EXERCISE AIM:
The answer must consist of each line below that contains the string "engine".

[Source data]

- Opening Delimiter -

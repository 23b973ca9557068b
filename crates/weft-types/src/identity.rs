use std::fmt;
use std::str::FromStr;

use serde::{Deserialize, Serialize};

use crate::error::TypeError;

/// Host-assigned key of the record that owns an instance.
///
/// The engine never interprets the value; it only compares and hashes it.
#[derive(Clone, Copy, Debug, PartialEq, Eq, Hash, PartialOrd, Ord, Serialize, Deserialize)]
pub struct OwnerKey(pub u64);

impl OwnerKey {
    pub const fn new(raw: u64) -> Self {
        Self(raw)
    }

    pub const fn raw(self) -> u64 {
        self.0
    }
}

impl fmt::Display for OwnerKey {
    fn fmt(&self, f: &mut fmt::Formatter<'_>) -> fmt::Result {
        write!(f, "o{}", self.0)
    }
}

/// Per-system byte identifying which driver an instance originated from.
///
/// Context `0` is reserved for the system itself; drivers receive dense
/// values starting at `1` from their system's registry.
#[derive(Clone, Copy, Debug, PartialEq, Eq, Hash, PartialOrd, Ord, Serialize, Deserialize)]
pub struct DriverContext(pub u8);

impl DriverContext {
    /// The context owned by the aggregating system.
    pub const SYSTEM: DriverContext = DriverContext(0);

    /// Convert a registry index into a context byte.
    pub fn from_index(index: usize) -> Result<Self, TypeError> {
        u8::try_from(index)
            .map(Self)
            .map_err(|_| TypeError::ContextOutOfRange(index))
    }

    pub const fn raw(self) -> u8 {
        self.0
    }

    pub const fn is_system(self) -> bool {
        self.0 == 0
    }
}

impl fmt::Display for DriverContext {
    fn fmt(&self, f: &mut fmt::Formatter<'_>) -> fmt::Result {
        write!(f, "{}", self.0)
    }
}

/// Identity of an instance: owner key plus origin context.
///
/// Two instances with the same owner coming from different drivers are
/// distinct; this is what lets a system route a result back to the driver
/// that asked for it.
#[derive(Clone, Copy, Debug, PartialEq, Eq, Hash, PartialOrd, Ord, Serialize, Deserialize)]
pub struct InstanceId {
    pub owner: OwnerKey,
    pub context: DriverContext,
}

impl InstanceId {
    pub const fn new(owner: OwnerKey, context: DriverContext) -> Self {
        Self { owner, context }
    }
}

impl fmt::Display for InstanceId {
    fn fmt(&self, f: &mut fmt::Formatter<'_>) -> fmt::Result {
        write!(f, "{}@{}", self.owner.0, self.context.0)
    }
}

impl FromStr for InstanceId {
    type Err = TypeError;

    fn from_str(s: &str) -> Result<Self, Self::Err> {
        let invalid = || TypeError::InvalidInstanceId(s.to_string());
        let (owner, context) = s.split_once('@').ok_or_else(invalid)?;
        let owner = owner.parse::<u64>().map_err(|_| invalid())?;
        let context = context.parse::<u8>().map_err(|_| invalid())?;
        Ok(Self::new(OwnerKey(owner), DriverContext(context)))
    }
}

#[cfg(test)]
mod tests {
    use super::*;
    use proptest::prelude::*;

    #[test]
    fn context_from_index_bounds() {
        assert_eq!(DriverContext::from_index(0).unwrap(), DriverContext::SYSTEM);
        assert_eq!(DriverContext::from_index(255).unwrap(), DriverContext(255));
        assert_eq!(
            DriverContext::from_index(256),
            Err(TypeError::ContextOutOfRange(256))
        );
    }

    #[test]
    fn system_context_is_zero() {
        assert!(DriverContext::SYSTEM.is_system());
        assert!(!DriverContext(3).is_system());
    }

    #[test]
    fn instance_id_display() {
        let id = InstanceId::new(OwnerKey(42), DriverContext(3));
        assert_eq!(id.to_string(), "42@3");
    }

    #[test]
    fn instance_id_parse_rejects_garbage() {
        assert!(matches!(
            "42".parse::<InstanceId>(),
            Err(TypeError::InvalidInstanceId(_))
        ));
        assert!(matches!(
            "42@300".parse::<InstanceId>(),
            Err(TypeError::InvalidInstanceId(_))
        ));
        assert!(matches!(
            "x@1".parse::<InstanceId>(),
            Err(TypeError::InvalidInstanceId(_))
        ));
    }

    #[test]
    fn same_owner_different_context_is_distinct() {
        let a = InstanceId::new(OwnerKey(7), DriverContext(1));
        let b = InstanceId::new(OwnerKey(7), DriverContext(2));
        assert_ne!(a, b);
    }

    #[test]
    fn serde_roundtrip() {
        let id = InstanceId::new(OwnerKey(9), DriverContext(4));
        let json = serde_json::to_string(&id).unwrap();
        let back: InstanceId = serde_json::from_str(&json).unwrap();
        assert_eq!(id, back);
    }

    proptest! {
        #[test]
        fn display_parse_roundtrip(owner in any::<u64>(), context in any::<u8>()) {
            let id = InstanceId::new(OwnerKey(owner), DriverContext(context));
            let parsed: InstanceId = id.to_string().parse().unwrap();
            prop_assert_eq!(parsed, id);
        }
    }
}
//! Asynchronous access control for weft resources.
//!
//! Every resource the engine arbitrates (instance streams, cancellation
//! sets, plain values) carries an [`AccessController`]. Acquiring access
//! never blocks: the controller hands back an [`AccessGrant`] whose
//! dependency handle the caller's job must wait behind, and the caller
//! releases the grant with the handle of the job that used it.
//!
//! # Key Types
//!
//! - [`AccessType`] — SharedRead, SharedWrite, ExclusiveWrite, Disposal
//! - [`AccessController`] — Per-resource ordering of grants
//! - [`AccessGrant`] — One outstanding acquisition
//! - [`AccessControlledValue`] — A plain value arbitrated by the same protocol

pub mod access;
pub mod controller;
pub mod error;
pub mod value;

pub use access::AccessType;
pub use controller::{AccessController, AccessGrant};
pub use error::{AccessError, AccessResult};
pub use value::{AccessControlledValue, ValueAccess};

- Closing Delimiter -

ANSWER AREA:
/// The engine never interprets the value; it only compares and hashes it.
//! Every resource the engine arbitrates (instance streams, cancellation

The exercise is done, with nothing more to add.